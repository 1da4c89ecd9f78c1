//! Summary report generation.
//!
//! This module renders an [`AggregatedSummary`] as Markdown or JSON.

use crate::config::ReportConfig;
use anyhow::Result;
use chrono::{DateTime, Utc};
use minutes_aggregator::analysis::{coalesce, top_counts};
use minutes_aggregator::models::{AggregatedSummary, TimelinePoint};
use serde::Serialize;
use std::collections::BTreeMap;
use std::fmt::Display;

/// Metadata about one aggregation run.
#[derive(Debug, Clone, Serialize)]
pub struct ReportMetadata {
    /// Input files, in aggregation order.
    pub inputs: Vec<String>,
    /// Date and time the report was generated.
    pub generated_at: DateTime<Utc>,
    /// Duration of loading and aggregation in seconds.
    pub duration_seconds: f64,
}

/// The complete aggregation report.
#[derive(Debug, Clone, Serialize)]
pub struct Report {
    pub metadata: ReportMetadata,
    pub summary: AggregatedSummary,
    /// Global timeline with consecutive same-speaker turns merged.
    #[serde(skip_serializing_if = "Option::is_none")]
    pub coalesced_timeline: Option<Vec<TimelinePoint>>,
    #[serde(skip)]
    pub settings: ReportConfig,
}

impl Report {
    pub fn new(metadata: ReportMetadata, summary: AggregatedSummary, settings: ReportConfig) -> Self {
        let coalesced_timeline = settings
            .coalesce_timeline
            .then(|| coalesce(&summary.global_graph.timeline_points));

        Self {
            metadata,
            summary,
            coalesced_timeline,
            settings,
        }
    }

    /// Timeline shown in the report: coalesced when requested, raw otherwise.
    pub fn timeline(&self) -> &[TimelinePoint] {
        self.coalesced_timeline
            .as_deref()
            .unwrap_or(self.summary.global_graph.timeline_points.as_slice())
    }
}

/// Generate a complete Markdown report.
pub fn generate_markdown_report(report: &Report) -> String {
    let mut output = String::new();
    let summary = &report.summary;
    let limit = report.settings.excerpt_limit;

    output.push_str("# Minutes Aggregation Report\n\n");
    output.push_str(&generate_metadata_section(&report.metadata, summary));

    if summary.is_empty() {
        output.push_str("## No Data\n\n");
        output.push_str("No document could be loaded from the inputs. Check that each file exists and holds a JSON list of document analyses.\n\n");
        output.push_str(&generate_footer());
        return output;
    }

    output.push_str(&generate_overview_section(summary));
    output.push_str(&generate_attendance_section(summary, limit));
    output.push_str(&generate_citations_section(summary, limit));
    output.push_str(&generate_text_section(summary, limit));
    output.push_str(&generate_roles_section(summary, limit));
    output.push_str(&generate_transitions_section(summary, limit));
    output.push_str(&generate_votes_section(summary));

    if report.settings.include_timeline {
        output.push_str(&generate_timeline_section(report));
    }

    output.push_str(&generate_footer());

    output
}

/// Generate the metadata section.
fn generate_metadata_section(metadata: &ReportMetadata, summary: &AggregatedSummary) -> String {
    let mut section = String::new();

    section.push_str("## Metadata\n\n");
    section.push_str(&format!("- **Inputs:** {}\n", metadata.inputs.join(", ")));
    section.push_str(&format!(
        "- **Generated:** {}\n",
        metadata.generated_at.format("%Y-%m-%d %H:%M:%S UTC")
    ));
    section.push_str(&format!("- **Documents:** {}\n", summary.document_count));
    if summary.error_count > 0 {
        section.push_str(&format!(
            "- **Documents with extraction errors:** {}\n",
            summary.error_count
        ));
    }
    section.push_str(&format!(
        "- **Aggregation Duration:** {:.2}s\n",
        metadata.duration_seconds
    ));
    section.push('\n');

    section
}

/// Generate the totals table.
fn generate_overview_section(summary: &AggregatedSummary) -> String {
    let mut section = String::new();

    section.push_str("## Overview\n\n");
    section.push_str("| Documents | Decisions | Decision Graphs | Timeline Points | Votes |\n");
    section.push_str("|:---:|:---:|:---:|:---:|:---:|\n");
    section.push_str(&format!(
        "| {} | {} | {} | {} | {} |\n\n",
        summary.document_count,
        summary.decision_count,
        summary.decision_graph_count,
        summary.timeline_point_count,
        summary.vote_count
    ));

    section
}

fn generate_attendance_section(summary: &AggregatedSummary, limit: usize) -> String {
    let mut section = String::new();

    section.push_str("## Attendance\n\n");
    section.push_str(&format!(
        "- **All members present:** {}\n",
        summary.all_present_count
    ));
    section.push_str(&format!(
        "- **Members absent:** {}\n",
        summary.not_all_present_count
    ));

    if !summary.absent_list.is_empty() {
        section.push_str(&format!(
            "- **Absences recorded:** {}\n\n",
            summary.absent_list.len()
        ));
        for absentee in summary.absent_list.iter().take(limit) {
            section.push_str(&format!("  - {}\n", absentee));
        }
        section.push_str(&more_line(summary.absent_list.len(), limit));
    }
    section.push('\n');

    section
}

fn generate_citations_section(summary: &AggregatedSummary, limit: usize) -> String {
    let mut section = String::new();

    section.push_str("## Law Citations\n\n");
    if summary.law_citations.is_empty() {
        section.push_str("No law citation found.\n\n");
        return section;
    }

    section.push_str(&format!(
        "{} distinct citations.\n\n",
        summary.law_citations.len()
    ));
    for citation in summary.law_citations.iter().take(limit) {
        section.push_str(&format!("- {}\n", citation));
    }
    section.push_str(&more_line(summary.law_citations.len(), limit));
    section.push('\n');

    section
}

fn generate_text_section(summary: &AggregatedSummary, limit: usize) -> String {
    let mut section = String::new();

    section.push_str("## Text Statistics\n\n");
    section.push_str(&format!(
        "- **Paragraphs:** {}\n- **Words:** {}\n\n",
        summary.total_paragraphs, summary.total_words
    ));

    if !summary.speaker_counts.is_empty() {
        section.push_str("### Most Active Speakers\n\n");
        section.push_str(&count_table("Speaker", "Interventions", &summary.speaker_counts, limit));
    }

    section
}

fn generate_roles_section(summary: &AggregatedSummary, limit: usize) -> String {
    let mut section = String::new();

    section.push_str("## Decision Roles\n\n");
    if summary.rapporteur_counts.is_empty() && summary.president_counts.is_empty() {
        section.push_str("No rapporteur or president recorded.\n\n");
        return section;
    }

    if !summary.rapporteur_counts.is_empty() {
        section.push_str("### Rapporteurs\n\n");
        section.push_str(&count_table("Rapporteur", "Decisions", &summary.rapporteur_counts, limit));
    }
    if !summary.president_counts.is_empty() {
        section.push_str("### Presidents\n\n");
        section.push_str(&count_table("President", "Decisions", &summary.president_counts, limit));
    }

    section
}

fn generate_transitions_section(summary: &AggregatedSummary, limit: usize) -> String {
    let mut section = String::new();

    section.push_str("## Speaker Transitions\n\n");
    section.push_str(&format!(
        "{} speakers, {} distinct transitions.\n\n",
        summary.global_graph.all_speakers.len(),
        summary.transition_counts.len()
    ));
    if summary.malformed_transition_keys > 0 {
        section.push_str(&format!(
            "> {} transition keys could not be read and were skipped.\n\n",
            summary.malformed_transition_keys
        ));
    }

    if !summary.transition_counts.is_empty() {
        section.push_str("| From | To | Count |\n");
        section.push_str("|:---|:---|:---:|\n");
        for (key, count) in top_counts(&summary.transition_counts, limit) {
            section.push_str(&format!(
                "| {} | {} | {} |\n",
                table_cell(&key.from),
                table_cell(&key.to),
                count
            ));
        }
        section.push('\n');
    }

    section
}

fn generate_votes_section(summary: &AggregatedSummary) -> String {
    let mut section = String::new();

    section.push_str("## Votes\n\n");
    if summary.vote_count == 0 {
        section.push_str("No vote detected.\n\n");
        return section;
    }

    section.push_str(&count_table(
        "Result",
        "Votes",
        &summary.vote_result_counts,
        summary.vote_result_counts.len(),
    ));

    section
}

/// Generate the global timeline table.
fn generate_timeline_section(report: &Report) -> String {
    let mut section = String::new();
    let timeline = report.timeline();
    let limit = report.settings.excerpt_limit;

    section.push_str("## Global Timeline\n\n");
    if timeline.is_empty() {
        section.push_str("No timeline point recorded.\n\n");
        return section;
    }

    if report.coalesced_timeline.is_some() {
        section.push_str(&format!(
            "{} speaking segments ({} turns merged by speaker).\n\n",
            timeline.len(),
            report.summary.timeline_point_count
        ));
    }

    section.push_str(&timeline_table(timeline, limit, report.settings.snippet_chars));

    section
}

/// Render timeline points as a Markdown table.
pub(crate) fn timeline_table(points: &[TimelinePoint], limit: usize, snippet_chars: usize) -> String {
    let mut table = String::new();

    table.push_str("| # | Speaker | Words | Vote | Snippet |\n");
    table.push_str("|:---:|:---|:---:|:---:|:---|\n");
    for point in points.iter().take(limit) {
        table.push_str(&format!(
            "| {} | {} | {} | {} | {} |\n",
            point.index,
            table_cell(&point.speaker),
            point.wordcount,
            if point.has_vote { "yes" } else { "" },
            table_cell(&truncate_snippet(&point.snippet, snippet_chars))
        ));
    }
    table.push_str(&more_line(points.len(), limit));
    table.push('\n');

    table
}

/// Two-column table of the largest counts.
fn count_table<K: Ord + Display>(
    label: &str,
    unit: &str,
    counts: &BTreeMap<K, u64>,
    limit: usize,
) -> String {
    let mut table = String::new();

    table.push_str(&format!("| {} | {} |\n", label, unit));
    table.push_str("|:---|:---:|\n");
    for (key, count) in top_counts(counts, limit) {
        table.push_str(&format!("| {} | {} |\n", table_cell(&key.to_string()), count));
    }
    table.push_str(&more_line(counts.len(), limit));
    table.push('\n');

    table
}

fn more_line(total: usize, shown: usize) -> String {
    if total > shown {
        format!("\n*... and {} more*\n", total - shown)
    } else {
        String::new()
    }
}

/// Escape a value for use inside a Markdown table cell.
pub(crate) fn table_cell(text: &str) -> String {
    text.replace('|', "\\|").replace(['\n', '\r'], " ")
}

/// Cut a snippet to `max_chars` characters.
pub(crate) fn truncate_snippet(text: &str, max_chars: usize) -> String {
    if text.chars().count() <= max_chars {
        return text.to_string();
    }
    let mut cut: String = text.chars().take(max_chars).collect();
    cut.push_str("...");
    cut
}

/// Generate the report footer.
fn generate_footer() -> String {
    let mut footer = String::new();

    footer.push_str("---\n\n");
    footer.push_str(&format!(
        "*Report generated by minutes-aggregator v{}*\n",
        env!("CARGO_PKG_VERSION")
    ));

    footer
}

/// Generate a JSON report.
pub fn generate_json_report(report: &Report) -> Result<String> {
    serde_json::to_string_pretty(report).map_err(Into::into)
}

○ ○ ○ ○ ○

Your goal :: Copy down every line of the material above that includes the string "could".

Task result ::
        output.push_str("No document could be loaded from the inputs. Check that each file exists and holds a JSON list of document analyses.\n\n");
            "> {} transition keys could not be read and were skipped.\n\n",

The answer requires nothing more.